[Opening EXTRACTED DATA section]

// src/control/scanner.rs

//! Control file scanner
//!
//! A line-driven state machine that accumulates the fields of one package
//! paragraph and yields it when a blank line closes the paragraph. Fields are
//! recognised by literal prefix; everything else is skipped.

use super::depends::split_depends;
use tracing::debug;

const PACKAGE_FIELD: &str = "Package:";
const DESCRIPTION_FIELD: &str = "Description:";
const DEPENDS_FIELD: &str = "Depends:";
const MAINTAINER_FIELD: &str = "Maintainer:";
const ARCHITECTURE_FIELD: &str = "Architecture:";
const VERSION_FIELD: &str = "Version:";

/// Continuation line standing for an empty line inside a description
const BLANK_PARAGRAPH: &str = " .";

/// Scanner behaviour switches
#[derive(Debug, Clone, Copy, Default, PartialEq, Eq)]
pub struct ScanOptions {
    /// Emit a record left open at end of input (no final blank line).
    /// dpkg always terminates its status file with a blank line, so the
    /// default drops such a record.
    pub flush_trailing_record: bool,
}

/// Fields of one paragraph, as accumulated by the scanner
#[derive(Debug, Clone, Default, PartialEq, Eq)]
pub struct ScannedRecord {
    pub name: String,
    pub simple_description: String,
    /// Continuation lines joined with `\n`, each line terminated
    pub extended_description: String,
    pub maintainer: String,
    pub architecture: String,
    pub version: String,
    /// Candidate dependency names, in declaration order
    pub depends: Vec<String>,
}

#[derive(Debug, Clone, Copy, PartialEq, Eq)]
enum State {
    /// Between paragraphs
    Idle,
    /// At least one recognised field seen since the last boundary
    InRecord,
}

/// Iterator of scanned records over a sequence of lines
///
/// Works over anything yielding lines without their terminators, such as
/// `str::lines` or `BufRead::lines` after error handling. Each pass over a
/// source should use its own scanner; no state is shared between instances.
pub struct Scanner<I> {
    lines: I,
    options: ScanOptions,
    state: State,
    reading_description: bool,
    current: ScannedRecord,
    exhausted: bool,
}

impl<I> Scanner<I>
where
    I: Iterator,
    I::Item: AsRef<str>,
{
    /// Create a scanner with default options
    pub fn new(lines: I) -> Self {
        Self::with_options(lines, ScanOptions::default())
    }

    /// Create a scanner with explicit options
    pub fn with_options(lines: I, options: ScanOptions) -> Self {
        Self {
            lines,
            options,
            state: State::Idle,
            reading_description: false,
            current: ScannedRecord::default(),
            exhausted: false,
        }
    }

    /// Feed one line through the state machine, returning a record if the
    /// line closed one
    fn feed(&mut self, line: &str) -> Option<ScannedRecord> {
        if let Some(value) = line.strip_prefix(PACKAGE_FIELD) {
            self.current.name = value.trim().to_string();
            self.reading_description = false;
            self.state = State::InRecord;
        } else if let Some(value) = line.strip_prefix(DESCRIPTION_FIELD) {
            self.current.simple_description = value.trim().to_string();
            self.reading_description = true;
            self.state = State::InRecord;
        } else if let Some(value) = line.strip_prefix(DEPENDS_FIELD) {
            self.current.depends = split_depends(value.trim());
            self.state = State::InRecord;
        } else if let Some(value) = line.strip_prefix(MAINTAINER_FIELD) {
            self.current.maintainer = value.trim().to_string();
            self.state = State::InRecord;
        } else if let Some(value) = line.strip_prefix(ARCHITECTURE_FIELD) {
            self.current.architecture = value.trim().to_string();
            self.state = State::InRecord;
        } else if let Some(value) = line.strip_prefix(VERSION_FIELD) {
            self.current.version = value.trim().to_string();
            self.state = State::InRecord;
        } else if line.is_empty() {
            self.reading_description = false;
            if self.state == State::InRecord {
                self.state = State::Idle;
                return Some(std::mem::take(&mut self.current));
            }
        } else if self.reading_description && line.starts_with(' ') {
            let description = &mut self.current.extended_description;
            if line != BLANK_PARAGRAPH {
                description.push_str(line.trim());
            }
            description.push('\n');
        }

        None
    }
}

impl<I> Iterator for Scanner<I>
where
    I: Iterator,
    I::Item: AsRef<str>,
{
    type Item = ScannedRecord;

    fn next(&mut self) -> Option<ScannedRecord> {
        if self.exhausted {
            return None;
        }

        while let Some(line) = self.lines.next() {
            if let Some(record) = self.feed(line.as_ref()) {
                return Some(record);
            }
        }

        self.exhausted = true;
        if self.state == State::InRecord {
            self.state = State::Idle;
            let record = std::mem::take(&mut self.current);
            if self.options.flush_trailing_record {
                debug!("Flushing unterminated trailing record '{}'", record.name);
                return Some(record);
            }
            debug!("Dropping unterminated trailing record '{}'", record.name);
        }

        None
    }
}

#[cfg(test)]
mod tests {
    use super::*;

    fn scan(content: &str) -> Vec<ScannedRecord> {
        Scanner::new(content.lines()).collect()
    }

    #[test]
    fn test_single_record() {
        let content = "Package: test-a
Version: 3.3
Architecture: amd64
Maintainer: Test User <test@example.com>
Depends: libc6 (>= 2.14), test-b
Description: Short text
 Longer text.

";
        let records = scan(content);
        assert_eq!(records.len(), 1);

        let record = &records[0];
        assert_eq!(record.name, "test-a");
        assert_eq!(record.version, "3.3");
        assert_eq!(record.architecture, "amd64");
        assert_eq!(record.maintainer, "Test User <test@example.com>");
        assert_eq!(record.depends, vec!["libc6", "test-b"]);
        assert_eq!(record.simple_description, "Short text");
        assert_eq!(record.extended_description, "Longer text.\n");
    }

    #[test]
    fn test_description_paragraphs() {
        let content = "Package: a
Description: Synopsis
 This is a longer description.
 More text.
 .
 Final paragraph.

";
        let records = scan(content);
        assert_eq!(
            records[0].extended_description,
            "This is a longer description.\nMore text.\n\nFinal paragraph.\n"
        );
    }

    #[test]
    fn test_accumulators_reset_between_records() {
        let content = "Package: a
Version: 1.0
Depends: b
Description: first
 body of a

Package: b

";
        let records = scan(content);
        assert_eq!(records.len(), 2);
        assert_eq!(records[1].name, "b");
        assert_eq!(records[1].version, "");
        assert_eq!(records[1].simple_description, "");
        assert_eq!(records[1].extended_description, "");
        assert!(records[1].depends.is_empty());
    }

    #[test]
    fn test_unterminated_record_dropped() {
        let records = scan("Package: a\n\nPackage: b\nVersion: 2");
        assert_eq!(records.len(), 1);
        assert_eq!(records[0].name, "a");
    }

    #[test]
    fn test_unterminated_record_flushed() {
        let options = ScanOptions {
            flush_trailing_record: true,
        };
        let records: Vec<_> =
            Scanner::with_options("Package: a\n\nPackage: b\nVersion: 2".lines(), options)
                .collect();
        assert_eq!(records.len(), 2);
        assert_eq!(records[1].name, "b");
        assert_eq!(records[1].version, "2");
    }

    #[test]
    fn test_paragraph_of_unknown_fields_emits_nothing() {
        let content = "Package: a
Version: 1.0

Status: install ok installed
Priority: optional


Package: b

";
        let records = scan(content);
        let names: Vec<_> = records.iter().map(|r| r.name.as_str()).collect();
        assert_eq!(names, vec!["a", "b"]);
        assert_eq!(records[1].version, "");
    }

    #[test]
    fn test_repeated_blank_lines_emit_nothing() {
        let records = scan("\n\nPackage: a\n\n\n\nPackage: b\n\n\n");
        let names: Vec<_> = records.iter().map(|r| r.name.as_str()).collect();
        assert_eq!(names, vec!["a", "b"]);
    }

    #[test]
    fn test_unknown_fields_and_stray_indentation_ignored() {
        let content = "Package: a
Status: install ok installed
Conffiles:
 /etc/a.conf 0123456789abcdef
Description: synopsis
 kept

";
        let records = scan(content);
        assert_eq!(records.len(), 1);
        assert_eq!(records[0].extended_description, "kept\n");
    }

    #[test]
    fn test_package_field_ends_description() {
        let content = "Description: synopsis
 kept
Package: a
 dropped

";
        let records = scan(content);
        assert_eq!(records[0].name, "a");
        assert_eq!(records[0].extended_description, "kept\n");
    }

    #[test]
    fn test_pre_depends_not_mistaken_for_depends() {
        let records = scan("Package: a\nPre-Depends: dpkg\n\n");
        assert!(records[0].depends.is_empty());
    }

    #[test]
    fn test_crlf_line_endings() {
        let records = scan("Package: a\r\nDescription: s\r\n more\r\n\r\n");
        assert_eq!(records.len(), 1);
        assert_eq!(records[0].name, "a");
        assert_eq!(records[0].extended_description, "more\n");
    }

    #[test]
    fn test_record_without_package_field_gets_empty_name() {
        let records = scan("Version: 1.0\n\n");
        assert_eq!(records.len(), 1);
        assert_eq!(records[0].name, "");
        assert_eq!(records[0].version, "1.0");
    }
}
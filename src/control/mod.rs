// src/control/mod.rs

//! Debian control file reading
//!
//! This module turns raw control file text into scanned records:
//! - `source`: loads the file once (decompressing if needed) for replay
//! - `scanner`: line-by-line state machine producing one record per paragraph
//! - `depends`: strips version constraints and alternation from `Depends:`

pub mod depends;
pub mod scanner;
pub mod source;

pub use depends::split_depends;
pub use scanner::{ScanOptions, ScannedRecord, Scanner};
pub use source::{Compression, ControlSource};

[Closing EXTRACTED DATA section]

Exactly how many lines of the listing above hold the word "collect"? Give the number alone.

ANSWER TO THIS EXERCISE
4